Wednesday, October 10, 2007

Back to Debate 101

Well, the debate reviews are in. Fred Thompson knew who the Prime Minister of Canada is, Mitt Romney seems to feel consulting lawyers on national policy is the best way to run the government, and Rudy Giuliani loves Yankee manager Joe Torre. John McCain had the best line of the day. When asked the impertinent question, would he support the Republican candidate, he responded: "Of course, I would support me."
Boring stuff, though, in the main, with everyone doing his level best not to look or sound bad, but no one saying anything of note. There hasn't been an interesting candidate or presidential debate since 2004, when George Bush had that strange bulge in his back which many people (including a prominent NASA scientist) thought was a transmitter, but which the White House tried to claim was merely "a wrinkle in the fabric."

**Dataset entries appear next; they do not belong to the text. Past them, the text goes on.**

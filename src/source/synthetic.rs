//! Timer-driven stand-ins for a playing video element and its display.

use std::{
    sync::{
        Arc,
        atomic::{AtomicU64, Ordering},
    },
    time::Duration,
};

use async_trait::async_trait;
use serde::Deserialize;
use tokio::{
    sync::mpsc,
    time::{self, Instant, Interval, MissedTickBehavior},
};
use tracing::debug;

use crate::{FrameEvent, FrameMeasurement, meter::decode::DecodeCounters};

use super::{AnimationFrameSource, DecodeCounterSource, FrameSource, SessionSources};

/// Media time skipped by a synthetic seek.
const SEEK_JUMP_SECS: f64 = 10.0;

/// Shape of the simulated playback.
#[derive(Debug, Clone, Deserialize, PartialEq)]
#[serde(default)]
pub struct SyntheticVideoConfig {
    pub frame_rate: f64,
    pub refresh_rate_hz: u32,
    pub playback_rate: f64,
    /// Display latency reported for every frame.
    pub latency_ms: f64,
    /// Session offsets at which a seek happens.
    pub seek_at_secs: Vec<f64>,
    /// Every n-th decoded frame is counted as dropped; 0 disables drops.
    pub drop_every: u64,
    pub decode_counters: bool,
    pub width: u32,
    pub height: u32,
}

impl Default for SyntheticVideoConfig {
    fn default() -> Self {
        Self {
            frame_rate: 30.0,
            refresh_rate_hz: 60,
            playback_rate: 1.0,
            latency_ms: 16.0,
            seek_at_secs: Vec::new(),
            drop_every: 0,
            decode_counters: true,
            width: 1280,
            height: 720,
        }
    }
}

#[derive(Debug, Default)]
struct SharedCounters {
    decoded: AtomicU64,
    dropped: AtomicU64,
}

/// Simulated video element producing frames on a fixed cadence.
pub struct SyntheticVideo {
    config: SyntheticVideoConfig,
}

impl SyntheticVideo {
    pub fn new(config: SyntheticVideoConfig) -> Self {
        Self { config }
    }

    /// Starts the frame generator and returns the sources bound to it.
    ///
    /// Must be called from within a tokio runtime.
    pub fn spawn(self) -> SessionSources {
        let (tx, rx) = mpsc::channel(256);
        let counters = Arc::new(SharedCounters::default());
        tokio::spawn(generate_frames(self.config.clone(), counters.clone(), tx));

        let frames = SyntheticFrames {
            events: Some(rx),
            playback_rate: self.config.playback_rate,
        };
        let decode = SyntheticCounters {
            counters,
            supported: self.config.decode_counters,
            width: self.config.width,
            height: self.config.height,
        };
        SessionSources::new(frames, Arc::new(decode))
            .with_display(SyntheticDisplay::new(self.config.refresh_rate_hz))
    }
}

async fn generate_frames(
    config: SyntheticVideoConfig,
    counters: Arc<SharedCounters>,
    tx: mpsc::Sender<FrameEvent>,
) {
    let period = Duration::from_secs_f64(1.0 / config.frame_rate.max(1.0));
    let started = Instant::now();
    let mut ticker = time::interval_at(started + period, period);
    ticker.set_missed_tick_behavior(MissedTickBehavior::Delay);

    let mut pending_seeks = config.seek_at_secs.clone();
    pending_seeks.sort_by(f64::total_cmp);
    pending_seeks.reverse();

    let mut presented = 0u64;
    let mut media_offset = 0.0;
    loop {
        let now = ticker.tick().await;
        let elapsed = now.duration_since(started).as_secs_f64();

        if pending_seeks.last().is_some_and(|at| *at <= elapsed) {
            pending_seeks.pop();
            media_offset += SEEK_JUMP_SECS;
            if tx.send(FrameEvent::Seeked).await.is_err() {
                break;
            }
        }

        let decoded = counters.decoded.fetch_add(1, Ordering::Relaxed) + 1;
        if config.drop_every > 0 && decoded % config.drop_every == 0 {
            counters.dropped.fetch_add(1, Ordering::Relaxed);
            continue;
        }

        presented += 1;
        let presentation_time = elapsed * 1000.0;
        let measurement = FrameMeasurement {
            media_time: media_offset + presented as f64 / config.frame_rate,
            presented_frame_count: presented,
            expected_display_time: presentation_time + config.latency_ms,
            presentation_time,
        };
        if tx.send(FrameEvent::Presented(measurement)).await.is_err() {
            break;
        }
    }
    debug!(target = "synthetic", presented, "frame generator stopped");
}

/// Frame source backed by the generator channel.
pub struct SyntheticFrames {
    events: Option<mpsc::Receiver<FrameEvent>>,
    playback_rate: f64,
}

#[async_trait]
impl FrameSource for SyntheticFrames {
    async fn next_event(&mut self) -> Option<FrameEvent> {
        match self.events.as_mut() {
            Some(events) => events.recv().await,
            None => None,
        }
    }

    fn playback_rate(&self) -> f64 {
        self.playback_rate
    }

    fn unsubscribe(&mut self) {
        self.events = None;
    }
}

struct SyntheticCounters {
    counters: Arc<SharedCounters>,
    supported: bool,
    width: u32,
    height: u32,
}

impl DecodeCounterSource for SyntheticCounters {
    fn counters(&self) -> Option<DecodeCounters> {
        self.supported.then(|| DecodeCounters {
            decoded: self.counters.decoded.load(Ordering::Relaxed),
            dropped: self.counters.dropped.load(Ordering::Relaxed),
            video_width: self.width,
            video_height: self.height,
        })
    }
}

/// Animation frames at a fixed refresh rate.
pub struct SyntheticDisplay {
    ticker: Interval,
}

impl SyntheticDisplay {
    pub fn new(refresh_rate_hz: u32) -> Self {
        let period = Duration::from_secs_f64(1.0 / f64::from(refresh_rate_hz.max(1)));
        let mut ticker = time::interval_at(Instant::now() + period, period);
        ticker.set_missed_tick_behavior(MissedTickBehavior::Delay);
        Self { ticker }
    }
}

#[async_trait]
impl AnimationFrameSource for SyntheticDisplay {
    async fn next_frame(&mut self) -> Option<Instant> {
        Some(self.ticker.tick().await)
    }
}
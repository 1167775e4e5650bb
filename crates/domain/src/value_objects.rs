use std::fmt;

use rust_decimal::Decimal;
use serde::{Deserialize, Serialize};
use validator::ValidateEmail;

use crate::errors::DomainError;

/// 统一的时间戳类型。
pub type Timestamp = chrono::DateTime<chrono::Utc>;

/// 日历日期（账单、缴费日期）。
pub type Date = chrono::NaiveDate;

macro_rules! numeric_id {
    ($(#[$meta:meta])* $name:ident) => {
        $(#[$meta])*
        #[derive(Debug, Clone, Copy, PartialEq, Eq, Hash, PartialOrd, Ord, Serialize, Deserialize)]
        #[serde(transparent)]
        pub struct $name(pub i64);

        impl $name {
            pub fn new(id: i64) -> Self {
                Self(id)
            }
        }

        impl fmt::Display for $name {
            fn fmt(&self, f: &mut fmt::Formatter<'_>) -> fmt::Result {
                write!(f, "{}", self.0)
            }
        }

        impl From<i64> for $name {
            fn from(value: i64) -> Self {
                Self(value)
            }
        }

        impl From<$name> for i64 {
            fn from(value: $name) -> Self {
                value.0
            }
        }
    };
}

numeric_id!(
    /// 用户唯一标识。
    UserId
);
numeric_id!(
    /// 套餐唯一标识。
    PlanId
);
numeric_id!(
    /// 缴费记录唯一标识。
    PaymentId
);

/// 身份证件号（登录键）。
///
/// 只做去空白和长度检查，点号、连字符、空格等照原样保留并按精确值匹配。
#[derive(Debug, Clone, PartialEq, Eq, Hash, Serialize, Deserialize)]
#[serde(transparent)]
pub struct Dni(String);

impl Dni {
    pub const MAX_LEN: usize = 20;

    pub fn parse(value: impl Into<String>) -> Result<Self, DomainError> {
        let value = value.into().trim().to_owned();
        if value.is_empty() {
            return Err(DomainError::validation_error("dni", "cannot be empty"));
        }
        if value.len() > Self::MAX_LEN {
            return Err(DomainError::validation_error("dni", "too long"));
        }
        Ok(Self(value))
    }

    /// 包装已经持久化的值，不再重新校验
    pub fn from_stored(value: String) -> Self {
        Self(value)
    }

    pub fn as_str(&self) -> &str {
        &self.0
    }
}

impl fmt::Display for Dni {
    fn fmt(&self, f: &mut fmt::Formatter<'_>) -> fmt::Result {
        f.write_str(&self.0)
    }
}

/// 客户姓名。
#[derive(Debug, Clone, PartialEq, Eq, Serialize, Deserialize)]
#[serde(transparent)]
pub struct PersonName(String);

impl PersonName {
    pub fn parse(value: impl Into<String>) -> Result<Self, DomainError> {
        let value = value.into().trim().to_owned();
        if value.is_empty() {
            return Err(DomainError::validation_error("name", "cannot be empty"));
        }
        if value.chars().count() > 120 {
            return Err(DomainError::validation_error("name", "too long"));
        }
        Ok(Self(value))
    }

    pub fn as_str(&self) -> &str {
        &self.0
    }
}

/// 经过验证的邮箱。
#[derive(Debug, Clone, PartialEq, Eq, Hash, Serialize, Deserialize)]
#[serde(transparent)]
pub struct Email(String);

impl Email {
    pub fn parse(value: impl Into<String>) -> Result<Self, DomainError> {
        let value = value.into().trim().to_owned();
        if value.is_empty() {
            return Err(DomainError::validation_error("email", "cannot be empty"));
        }
        if !value.validate_email() {
            return Err(DomainError::validation_error("email", "invalid address"));
        }
        Ok(Self(value))
    }

    pub fn as_str(&self) -> &str {
        &self.0
    }
}

/// 账期标签，例如 `2024-06`。
#[derive(Debug, Clone, PartialEq, Eq, Hash, Serialize, Deserialize)]
#[serde(transparent)]
pub struct BillingMonth(String);

impl BillingMonth {
    pub const MAX_LEN: usize = 32;

    pub fn parse(value: impl Into<String>) -> Result<Self, DomainError> {
        let value = value.into().trim().to_owned();
        if value.is_empty() {
            return Err(DomainError::validation_error("month", "cannot be empty"));
        }
        if value.chars().count() > Self::MAX_LEN {
            return Err(DomainError::validation_error("month", "too long"));
        }
        Ok(Self(value))
    }

    pub fn as_str(&self) -> &str {
        &self.0
    }
}

impl fmt::Display for BillingMonth {
    fn fmt(&self, f: &mut fmt::Formatter<'_>) -> fmt::Result {
        f.write_str(&self.0)
    }
}

/// 缴费金额：严格为正，最多两位小数（对应 `NUMERIC(12,2)`）。
#[derive(Debug, Clone, Copy, PartialEq, Eq, PartialOrd, Ord, Serialize, Deserialize)]
#[serde(transparent)]
pub struct PaymentAmount(Decimal);

impl PaymentAmount {
    pub const MAX_SCALE: u32 = 2;

    pub fn new(value: Decimal) -> Result<Self, DomainError> {
        if value <= Decimal::ZERO {
            return Err(DomainError::validation_error(
                "amount",
                "must be greater than zero",
            ));
        }
        if value.normalize().scale() > Self::MAX_SCALE {
            return Err(DomainError::validation_error(
                "amount",
                "at most two decimal places",
            ));
        }
        if value >= Decimal::from(10_000_000_000_i64) {
            return Err(DomainError::validation_error("amount", "too large"));
        }
        Ok(Self(value))
    }

    pub fn value(&self) -> Decimal {
        self.0
    }
}

impl fmt::Display for PaymentAmount {
    fn fmt(&self, f: &mut fmt::Formatter<'_>) -> fmt::Result {
        write!(f, "{}", self.0)
    }
}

Given the general meaninglessness of these affairs, the extraordinary triumph of style over substance, it's my idea that debates should be staged like those described by Karen Houppert in a recent article in Washington Post Magazine. Called kritik, or performance debate, debaters use "rap, hip-hop, poetry and performance art to help make their points accessible and moving. ("Other cats spit raps about gats and staying strapped because that's all they got / focus on what's not / well, it's times like this / somebody should speak up and say it's ludicrous," high school senior Damien Poole rapped to the Baltimore judges during a debate about violence at a tournament in April.) These rebel debaters are likely to go off topic or "kritik" the topic, rules or nature of debate itself."
Wouldn't it be much more fun to see Rudy and Mitt (or Hillary and Obama, for that matter) doing spins on the floor, laughing, getting in the faces of their opponents, or yelling at the moderators? Also, high school and college debaters are only assigned what side of a given topic they need to argue a few minute before they enter the debate room. So they are forced to know the pros and cons of every issue.
It's too much to hope for, I know....but I still hope for it anyway. As a Dirty Tricks historian, I know that nothing is too outlandish when it comes to presidential politics.